Stored items
#####

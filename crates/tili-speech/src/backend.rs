//! Output capabilities: speech synthesis and the live region

use std::fmt;

/// Callback run once an utterance finishes playing
pub type OnEnd = Box<dyn FnOnce() + Send>;

/// A single request to the speech synthesizer
#[derive(Debug, Clone, PartialEq)]
pub struct Utterance {
    /// Text to speak
    pub text: String,
    /// Speaking rate, 1.0 is normal
    pub rate: f32,
    /// Voice pitch, 1.0 is normal
    pub pitch: f32,
    /// Volume in `0.0..=1.0`
    pub volume: f32,
    /// BCP 47 locale
    pub locale: &'static str,
}

impl Utterance {
    /// Utterance with neutral tuning
    #[must_use]
    pub fn new(text: impl Into<String>) -> Self {
        Self {
            text: text.into(),
            rate: 1.0,
            pitch: 1.0,
            volume: 1.0,
            locale: "en-US",
        }
    }
}

/// Speech synthesis backend
///
/// Backends call `on_end` when the utterance finishes. Calling it after a
/// cancel is allowed; the engine ignores completions of superseded speech.
pub trait SpeechSynthesizer: Send + Sync {
    /// Start speaking
    fn speak(&self, utterance: Utterance, on_end: Option<OnEnd>);

    /// Stop everything that is playing or queued
    fn cancel_all(&self);
}

/// Live region urgency
#[derive(Debug, Clone, Copy, PartialEq, Eq, Default)]
pub enum Politeness {
    /// Read when the user is idle
    #[default]
    Polite,
    /// Interrupts current output
    Assertive,
}

impl fmt::Display for Politeness {
    fn fmt(&self, f: &mut fmt::Formatter<'_>) -> fmt::Result {
        f.write_str(match self {
            Self::Polite => "polite",
            Self::Assertive => "assertive",
        })
    }
}

/// Passive text region read by assistive technology
pub trait LiveRegion: Send + Sync {
    /// Replace the region's text
    fn announce(&self, text: &str, politeness: Politeness);
}

/// Synthesizer with no audio device
#[derive(Debug, Default, Clone, Copy)]
pub struct NullSynthesizer;

impl SpeechSynthesizer for NullSynthesizer {
    fn speak(&self, utterance: Utterance, on_end: Option<OnEnd>) {
        tracing::trace!(text = %utterance.text, "speech discarded");
        if let Some(on_end) = on_end {
            on_end();
        }
    }

    fn cancel_all(&self) {}
}

/// Live region that discards every update
#[derive(Debug, Default, Clone, Copy)]
pub struct NullLiveRegion;

impl LiveRegion for NullLiveRegion {
    fn announce(&self, _text: &str, _politeness: Politeness) {}
}
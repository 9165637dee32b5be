//! TILI Preferences - Needs-driven accessibility configuration
//!
//! Maps a handful of declared accessibility needs to a full configuration of
//! behavioural flags:
//! - Static needs catalog with declarative effects
//! - Pure resolver with reset-then-apply semantics and combination rules
//! - Preference store with persistence, change listeners and
//!   document-root projection
//! - Needs selection sessions for first-time setup and profile editing
//! - Welcome presets for one-tap display and audio setups
//!
//! # Example
//!
//! ```rust,ignore
//! use tili_prefs::prelude::*;
//!
//! let store = PreferenceStore::in_memory();
//! let config = store.complete_setup(["cant-see"])?;
//!
//! assert!(config.voice_navigation);
//! assert_eq!(config.font_size, FontSize::Large);
//! ```

#![warn(missing_docs)]

pub mod catalog;
pub mod config;
pub mod document;
pub mod error;
pub mod preset;
pub mod resolver;
pub mod selection;
pub mod settings;
pub mod storage;
pub mod store;

// Re-exports for convenience
pub use catalog::{AccessibilityNeed, CombinationRule, NeedCategory, COMBINATION_RULES, NEEDS};
pub use config::{Configuration, Contrast, Flag, FontSize, NeedId, Value, ValueKind};
pub use document::{DocumentRoot, NullDocumentRoot};
pub use error::{PrefsError, SettingsError, StorageError};
pub use preset::WelcomeMode;
pub use resolver::{resolve, NeedsResolver};
pub use selection::{Channel, ConfirmOutcome, Feedback, NeedsSelection, SelectionMode};
pub use settings::TiliSettings;
pub use storage::{FileStorage, MemoryStorage, PreferenceStorage};
pub use store::{Listener, ListenerId, PreferenceStore, DEFAULT_STORAGE_KEY};

/// Prelude module for common imports
pub mod prelude {
    //! Common imports for working with TILI preferences
    pub use crate::{
        Configuration, Contrast, Flag, FontSize, NeedsResolver, NeedsSelection, PreferenceStore,
        PrefsError, TiliSettings, Value, WelcomeMode,
    };
}

/// Version of this crate
pub const VERSION: &str = env!("CARGO_PKG_VERSION");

#####

_ASSIGNMENT_
Look above for the line holding "fn fmt(&self, f: &mut". Print it and every line after it, exactly, through the line holding "impl LiveRegion for".

_RESULT_
    fn fmt(&self, f: &mut fmt::Formatter<'_>) -> fmt::Result {
        f.write_str(match self {
            Self::Polite => "polite",
            Self::Assertive => "assertive",
        })
    }
}

/// Passive text region read by assistive technology
pub trait LiveRegion: Send + Sync {
    /// Replace the region's text
    fn announce(&self, text: &str, politeness: Politeness);
}

/// Synthesizer with no audio device
#[derive(Debug, Default, Clone, Copy)]
pub struct NullSynthesizer;

impl SpeechSynthesizer for NullSynthesizer {
    fn speak(&self, utterance: Utterance, on_end: Option<OnEnd>) {
        tracing::trace!(text = %utterance.text, "speech discarded");
        if let Some(on_end) = on_end {
            on_end();
        }
    }

    fn cancel_all(&self) {}
}

/// Live region that discards every update
#[derive(Debug, Default, Clone, Copy)]
pub struct NullLiveRegion;

impl LiveRegion for NullLiveRegion {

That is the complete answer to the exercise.